Many Iraqis have expressed doubts as to the “benefits” of terminating the Chapter VII mandate. The UN has scant on-the-ground presence in the country since 2003, and the only nation likely to send large forces to enforce UN decisions in Iraq is the US itself. By involving the Security Council in an explosive issue like Kirkuk, Az-Zaman (or its “source”) may be trying to prove otherwise.
In other news, the report on a US “ban” on foreign oil investment in Iraq would have been a major shock – had it only been true. Recently, the Iraqi government tendered several oil contracts (mostly to maintain and service existing fields) to some of the largest energy companies in the world. These contracts were handed while the Oil and Gas law – designed to regulate the Iraqi energy market - remains stalled in the Parliament. According to press reports, the major reason for the debacle is a long-lasting disagreement between the Shi’a pro-government parties and the Kurdistan Alliance over the contents of the law.
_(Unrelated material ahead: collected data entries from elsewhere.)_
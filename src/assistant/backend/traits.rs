//! Core trait for LLM backends.
//!
//! Abstracts over chat-completion providers so the query assistant can run
//! against a hosted API in production and a scripted mock in tests.

use async_trait::async_trait;
use serde::{Deserialize, Serialize};

/// Error types for LLM operations.
#[derive(Debug, thiserror::Error)]
pub enum LlmError {
    /// Backend is not available
    #[error("Backend unavailable: {0}")]
    Unavailable(String),

    /// Request failed
    #[error("Request failed: {0}")]
    RequestFailed(String),

    /// Rate limited by the backend
    #[error("Rate limited, retry after {retry_after_ms:?}ms")]
    RateLimited { retry_after_ms: Option<u64> },

    /// Network error
    #[error("Network error: {0}")]
    NetworkError(String),

    /// Parsing error
    #[error("Parse error: {0}")]
    ParseError(String),
}

/// Core trait for LLM backends.
#[async_trait]
pub trait LlmBackend: Send + Sync {
    /// Get the backend identifier (e.g., model name).
    fn id(&self) -> &str;

    /// Check if the backend is currently available.
    async fn is_available(&self) -> bool;

    /// Generate a completion (non-streaming).
    async fn complete(&self, request: CompletionRequest) -> Result<CompletionResponse, LlmError>;
}

/// Request for LLM completion.
#[derive(Debug, Clone, Serialize, Deserialize)]
pub struct CompletionRequest {
    /// System prompt (optional)
    pub system_prompt: Option<String>,
    /// Conversation messages
    pub messages: Vec<Message>,
    /// Maximum tokens to generate
    pub max_tokens: Option<u32>,
    /// Temperature (0.0-2.0, default 1.0)
    pub temperature: Option<f32>,
}

impl Default for CompletionRequest {
    fn default() -> Self {
        Self {
            system_prompt: None,
            messages: Vec::new(),
            max_tokens: None,
            temperature: None,
        }
    }
}

impl CompletionRequest {
    /// Create a new request with a user message.
    pub fn user(content: impl Into<String>) -> Self {
        Self {
            messages: vec![Message::user(content)],
            ..Default::default()
        }
    }

    /// Add a system prompt.
    pub fn with_system(mut self, prompt: impl Into<String>) -> Self {
        self.system_prompt = Some(prompt.into());
        self
    }
}

/// A message in the conversation.
#[derive(Debug, Clone, Serialize, Deserialize)]
pub struct Message {
    /// Role of the message sender
    pub role: MessageRole,
    /// Content of the message
    pub content: String,
}

impl Message {
    /// Create a user message.
    pub fn user(content: impl Into<String>) -> Self {
        Self {
            role: MessageRole::User,
            content: content.into(),
        }
    }

    /// Create an assistant message.
    pub fn assistant(content: impl Into<String>) -> Self {
        Self {
            role: MessageRole::Assistant,
            content: content.into(),
        }
    }
}

/// Role of a message sender.
#[derive(Debug, Clone, Copy, PartialEq, Eq, Serialize, Deserialize)]
#[serde(rename_all = "lowercase")]
pub enum MessageRole {
    System,
    User,
    Assistant,
}

/// Response from LLM completion.
#[derive(Debug, Clone, Serialize, Deserialize)]
pub struct CompletionResponse {
    /// Generated content
    pub content: String,
    /// Why generation stopped
    pub finish_reason: FinishReason,
    /// Token usage
    pub usage: Usage,
}

/// Why generation stopped.
#[derive(Debug, Clone, Copy, PartialEq, Eq, Serialize, Deserialize)]
#[serde(rename_all = "snake_case")]
pub enum FinishReason {
    /// Natural stop (end of response or stop sequence)
    Stop,
    /// Hit max tokens limit
    Length,
    /// Content was filtered
    ContentFilter,
}

/// Token usage information.
#[derive(Debug, Clone, Default, Serialize, Deserialize)]
pub struct Usage {
    /// Tokens in the prompt
    pub prompt_tokens: u32,
    /// Tokens in the completion
    pub completion_tokens: u32,
}

impl Usage {
    /// Get total tokens.
    pub fn total(&self) -> u32 {
        self.prompt_tokens + self.completion_tokens
    }
}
Most likely, the alleged “ban” is a characteristic Az-Zaman exaggeration; the paper was referring – again – to an “unnamed source in the State Department” who affirmed that no major companies were likely to invest in the country while a regulatory structure (in the form of the Oil Law) remains absent.
The paper interpreted these statements as proof that the recently-signed contracts “will not be executed,” in addition to 18 smaller contracts granted by the KRG to foreign companies for the exploration and production of oil in Kurdistan. The paper’s front-page story opened thus: “The US administration has yesterday banned major oil companies from executing contracts in Iraq.” The actual story had little to corroborate such a bold statement.
Lastly, the Anbar situation was the focus of several papers. The Sunni-majority province, considered for a long time a hotbed of the Iraqi insurgency, was to be handed to Iraqi government control this Saturday - a sign of stable security conditions. The handover, however, will not take place on the assigned date, and al-‘Arabiya (and several other outlets) affirm that it is due to the weather conditions!
In reality, al-Anbar yesterday witnessed a major attack that cost the lives of key pro-US Anbari leaders, in addition to several US and Iraqi soldiers. What is even more serious is that, according to Iraqi officials, the bombing revealed the deep “infiltration” of Iraqi security forces by insurgent elements.
The attack took place during an important meeting in Karma, grouping pro-US tribal leaders, local administrators, Iraqi officials and American officers. The meeting was interrupted by a suicide bombing, al-Hayat reported – quoting US sources – killing over 20 individuals, including the leader of the local tribal council and several members of the “Anbari gentry.”
Falluja’s police Chief, Faysal al-Zauba'i, made an arresting statement to the London-based paper, affirming that “the major reason behind such attacks” is the infiltration of his forces by insurgent operatives.